Plane hijacking in Nepal

The 1973 Royal Nepal Airlines DHC-6 hijacking (also known as the Biratnagar Plane Hijack) was the first aircraft hijacking in the history of Nepal.

The main motive for this incident was to gather funds for an armed revolution to restore multi-party democracy by overthrowing the party-less Panchayat system headed by the King in Nepal, Mahendra of Nepal.

==Aircraft==
The aircraft was a DHC-6 Twin Otter (Registration: 9N-ABB) and was delivered to Royal Nepal Airlines in 1971.

==Hijackers==
Durga Subedi was recently released from prison, where he read about the hijacking of Japan Airlines Flight 351. He came up with the idea of using a similar hijacking to collect funds. They were tipped from Madan Aryal who worked at Nepal Rastra Bank in Biratnagar and knew that the bank would transport Indian currency by plane through Biratnagar. Nagendra Dhungel and Basanta Bhattarai joined the team to hijack the plane.

==Crew and passengers==
Three crew members and 19 passengers were on board the flight, including actress Mala Sinha.

==Hijacking==
On 10 June 1973, Nepal Rastra Bank planned to transport Indian Rupees from Araria district (Bihar), India to Kathmandu via Biratnagar. It was transported to Biratnagar by land, and was supposed then go to Kathmandu by air. At 8:30 NPT, the 19-seater Royal Nepal Airlines Twin Otter passenger aircraft took off for Kathmandu from Biratnagar. The three hijackers hijacked the plane within five minutes of take-off. They forced the pilot to land the plane in Forbesganj, Bihar, in a grass field and took 3 million Indian rupees that belonged to the Nepalese government.
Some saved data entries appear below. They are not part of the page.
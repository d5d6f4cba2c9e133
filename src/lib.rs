//! Seed a DuckDB database with synthetic bookstore fixtures.
//!
//! Row generation and defect injection live in the `bookstore_gen` crate;
//! this crate adds configuration, storage and the end-to-end pipeline.

pub mod config;
pub mod logging;
pub mod pipeline;
pub mod report;
pub mod store;

pub use config::{SeedConfig, SeedConfigBuilder, SeedYamlConfig};
pub use report::{RunReport, TableReport};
The hijackers who boarded the plane were Basanta Bhattarai, Durga Subedi, and Nagendra Prasad Dhungel. Girija Prasad Koirala and Chakra Prasad Bastola were involved in transportation of the loot to Darjeeling. They hid it in the house of B. L. Sharma, an acquaintance of Bishweshwar Prasad Koirala. Ganesh Sharma, an Indian national, arrived with a jeep to the landing site. Other members involved who were at the field in Forbesganj were Binod Aryal, Sushil Koirala, Manahari Baral, Rajendra Dahal and Biru Lama. Three different vehicles were used in transporting the three boxes of cash to Darjeeling.

==Aftermath==
The plane took off immediately with the passengers after the boxes of cash were taken out. The hijackers went first to Darjeeling, then to Banaras and finally to Bombay (now Mumbai). The hijackers occasionally made trips to New Delhi to meet BP Koirala, then the president of Nepali Congress. However, within a year all hijackers were arrested in India except Nagendra Dhungel. After the 1975 Emergency in India ended, they were released on bail.

The DH-6 was used afterward for Nepalese flights for another 41 years, until it was destroyed in the 2014 crash of Nepal Airlines Flight 183. The parts of the aircraft were brought to Nepalganj and were put together again and are currently being exhibited in the BP Museum in Sundarijal, Kathmandu.

In 2017, a political and historical documentary about this incident titled Hijacking for Democracy was screened at the Nepal Tourism Board in Bhrikutimandap, Kathmandu.

==Controversies==
It has been alleged that the money, meant to be used in the struggle for democracy, was misused. BP Koirala himself suspected that the money was misused.